Résultats de votre recherche :

    3 mai 2022

    Rapport à l’homme : C. Laurens VS L. Slimani

    Rapport à l’homme : C. Laurens VS L. Slimani

    Cette semaine, nous vous parlons de deux livres qui se sont naturellement fait écho par leur thématique : le rapport de la femme par rapport à l'autre sexe. Ainsi, après avoir lu Dans le jardin de l'ogre de Leïla Slimani il y a un peu plus d'un an, la lecture de Dans ces bras-là de Camille Laurens a produit comme une piqûre de rappel. En effet, les deux traitent de la figure féminine par rapport au masculin tout en évoquant aussi les liaisons intimes et sensuelles qui peuvent se créer. D'ailleurs, l'œuvre de Leïla Slimani fait penser à l'œuvre de Camille Laurens dans ce qu'elle aurait pu avoir d'extrême. Un petit comparatif du rapport à l'homme des personnages féminins de ces romans pourrait alors être intéressant.

    Camille Laurens et l’amour avec Dans ces bras-là

    Camille Laurens écrit Dans ces bras-là en l’an 2000. Ce livre lui vaudra d’ailleurs le prix Fémina ainsi que le Prix Renaudot des lycéens. À travers cette autofiction, l'autrice dessine à la fois le portrait des hommes de sa vie – ou de la vie de sa narratrice – ainsi que son propre portrait. En effet, à travers les relations qu’elle entretient avec ces apparitions d’hommes, c’est son rapport à eux et son désir à elle que nous découvrons.

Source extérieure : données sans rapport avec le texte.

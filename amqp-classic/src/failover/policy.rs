//! Reconnection policy and the order in which brokers are tried

use std::{collections::VecDeque, time::Duration};

use serde::{Deserialize, Serialize};

use crate::connection::BrokerDetails;

/// How hard to try before giving up on a broker list
#[derive(Debug, Clone, PartialEq, Eq, Serialize, Deserialize)]
#[serde(default)]
pub struct FailoverPolicy {
    /// Extra attempts made against each broker after the first one.
    /// Overridden per broker by the `retries` url option.
    pub retries: u32,

    /// Pause before every attempt except the very first one. Overridden
    /// per broker by the `connectdelay` url option.
    pub connect_delay: Duration,

    /// Number of passes over the broker list
    pub cycle_count: u32,
}

impl Default for FailoverPolicy {
    fn default() -> Self {
        Self {
            retries: 1,
            connect_delay: Duration::ZERO,
            cycle_count: 1,
        }
    }
}

/// One connection attempt produced by a [`FailoverPlan`]
#[derive(Debug, Clone, PartialEq)]
pub(crate) struct Attempt {
    pub broker: BrokerDetails,

    /// Position in the configured broker list, `None` for redirect targets
    pub index: Option<usize>,

    pub delay: Duration,
}

/// Lazily yields connection attempts
///
/// Redirect targets come first, in the order the broker gave them. The
/// configured broker list follows, starting at the broker the connection
/// was last established with and wrapping around, once per cycle.
#[derive(Debug)]
pub(crate) struct FailoverPlan {
    redirects: VecDeque<BrokerDetails>,
    brokers: Vec<BrokerDetails>,
    policy: FailoverPolicy,
    start: usize,
    cycle: u32,
    offset: usize,
    attempt: u32,
    yielded: bool,
}

impl FailoverPlan {
    pub fn new(policy: FailoverPolicy, brokers: Vec<BrokerDetails>, start: usize) -> Self {
        let start = match brokers.len() {
            0 => 0,
            len => start % len,
        };
        Self {
            redirects: VecDeque::new(),
            brokers,
            policy,
            start,
            cycle: 0,
            offset: 0,
            attempt: 0,
            yielded: false,
        }
    }

    /// Puts a redirect target and the broker's known hosts ahead of every
    /// remaining attempt
    pub fn redirect(&mut self, host: BrokerDetails, known_hosts: Vec<BrokerDetails>) {
        for known in known_hosts.into_iter().rev() {
            if known != host {
                self.redirects.push_front(known);
            }
        }
        self.redirects.push_front(host);
    }

    fn retries_for(&self, broker: &BrokerDetails) -> u32 {
        broker.retries.unwrap_or(self.policy.retries)
    }

    fn delay_for(&self, broker: &BrokerDetails) -> Duration {
        broker.connect_delay.unwrap_or(self.policy.connect_delay)
    }
}

impl Iterator for FailoverPlan {
    type Item = Attempt;

    fn next(&mut self) -> Option<Self::Item> {
        if let Some(broker) = self.redirects.pop_front() {
            self.yielded = true;
            return Some(Attempt {
                broker,
                index: None,
                delay: Duration::ZERO,
            });
        }

        let len = self.brokers.len();
        while self.cycle < self.policy.cycle_count.max(1) && len > 0 {
            if self.offset >= len {
                self.offset = 0;
                self.cycle += 1;
                continue;
            }

            let index = (self.start + self.offset) % len;
            let broker = &self.brokers[index];
            if self.attempt > self.retries_for(broker) {
                self.attempt = 0;
                self.offset += 1;
                continue;
            }

            self.attempt += 1;
            let delay = match self.yielded {
                true => self.delay_for(broker),
                false => Duration::ZERO,
            };
            self.yielded = true;
            return Some(Attempt {
                broker: broker.clone(),
                index: Some(index),
                delay,
            });
        }
        None
    }
}

#[cfg(test)]
mod tests {
    use std::time::Duration;

    use super::*;

    fn broker(host: &str) -> BrokerDetails {
        BrokerDetails::new(host, 5672)
    }

    fn hosts(plan: FailoverPlan) -> Vec<String> {
        plan.map(|a| a.broker.host).collect()
    }

    #[test]
    fn each_broker_is_tried_once_plus_retries() {
        let policy = FailoverPolicy {
            retries: 1,
            connect_delay: Duration::from_millis(10),
            cycle_count: 1,
        };
        let plan = FailoverPlan::new(policy, vec![broker("a"), broker("b")], 0);
        let attempts: Vec<_> = plan.collect();
        let order: Vec<_> = attempts.iter().map(|a| a.broker.host.as_str()).collect();
        assert_eq!(order, ["a", "a", "b", "b"]);
        assert_eq!(attempts[0].delay, Duration::ZERO);
        assert_eq!(attempts[1].delay, Duration::from_millis(10));
    }

    #[test]
    fn starts_from_current_broker_and_wraps() {
        let policy = FailoverPolicy {
            retries: 0,
            connect_delay: Duration::ZERO,
            cycle_count: 2,
        };
        let plan = FailoverPlan::new(policy, vec![broker("a"), broker("b"), broker("c")], 1);
        assert_eq!(hosts(plan), ["b", "c", "a", "b", "c", "a"]);
    }

    #[test]
    fn per_broker_retries_override_the_policy() {
        let mut b = broker("b");
        b.retries = Some(2);
        let policy = FailoverPolicy {
            retries: 0,
            ..Default::default()
        };
        let plan = FailoverPlan::new(policy, vec![broker("a"), b], 0);
        assert_eq!(hosts(plan), ["a", "b", "b", "b"]);
    }

    #[test]
    fn redirect_targets_come_first_in_given_order() {
        let policy = FailoverPolicy {
            retries: 0,
            ..Default::default()
        };
        let mut plan = FailoverPlan::new(policy, vec![broker("x")], 0);
        plan.redirect(broker("a"), vec![broker("b"), broker("c")]);
        assert_eq!(hosts(plan), ["a", "b", "c", "x"]);
    }

    #[test]
    fn empty_broker_list_yields_nothing() {
        let plan = FailoverPlan::new(FailoverPolicy::default(), Vec::new(), 3);
        assert_eq!(plan.count(), 0);
    }
}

    Dans ces bras-là en quelques mots

    Dans ce roman, la narratrice raconte son rapport aux hommes de sa vie, sans suivre un ordre d’apparition ou d’importance. Elle écrit d’ailleurs pour eux, pour les hommes en général. Elle tente d’expliquer son rapport au masculin à un public qu’elle ne peut imaginer qu’homme : son lecteur doit être un homme qui aime la femme comme elle aime les hommes. Car tous les hommes ne méritent pas son attention et son amour, ils doivent admirer la femme en échange, lui vouer une passion.

    Si elle rencontre des hommes qui peuvent jouer un rôle dans sa vie, alors elle en parle. Elle parle de ceux qui l’ont fait grandir comme le père, ceux qu’elle a aimés, du premier amour au mari, et ceux qu’elle aimera encore et qu’elle désire, comme l’inconnu suivi au détour d’une rencontre. Elle questionne les différents types d’amour, de la filiation paternelle au désir de l’homme dans sa puissance, afin d’en dégager une libération du corps.

    Écrire pour un homme qui aime les femmes

    L’intérêt passionné qu’elle porte aux hommes, il faut qu’ils le lui rendent. Elle aime les hommes qui pensent aux femmes.

    Dans ce roman, Camille Laurens exprime à travers sa narratrice le désir d’aimer et d’être aimée des hommes. Elle analyse son rapport à eux, non pas pour savoir où elle se situe par rapport au sexe masculin mais pour comprendre comment elle les aime. Elle prend ainsi à chaque homme de sa vie quelque chose :

    • de son père, elle prend la langue ;
    • de son mari, la vie familiale et le lien définitif avec un homme ;
    • de son éditeur, la reconnaissance d’un certain talent ;
    • de l’amant de la mère, le désir de l’homme, etc.

    À travers tous les hommes de sa vie, elle reconstruit également ce qu’elle a de masculin en elle : ainsi, elle n’hésite pas à exposer son corps et avoir une aventure, comme le topos le voudrait pour un homme, elle suit un futur amant dans la rue pour en faire la conquête, elle retrouve le goût du corps de ses anciennes conquêtes, etc. Ce qu’elle cherche, c’est avant tout le désir chez l’autre et de l’autre, aime à travers la sexualité, veut être admirée comme elle le fait. C’est un amour qui doit être réciproque.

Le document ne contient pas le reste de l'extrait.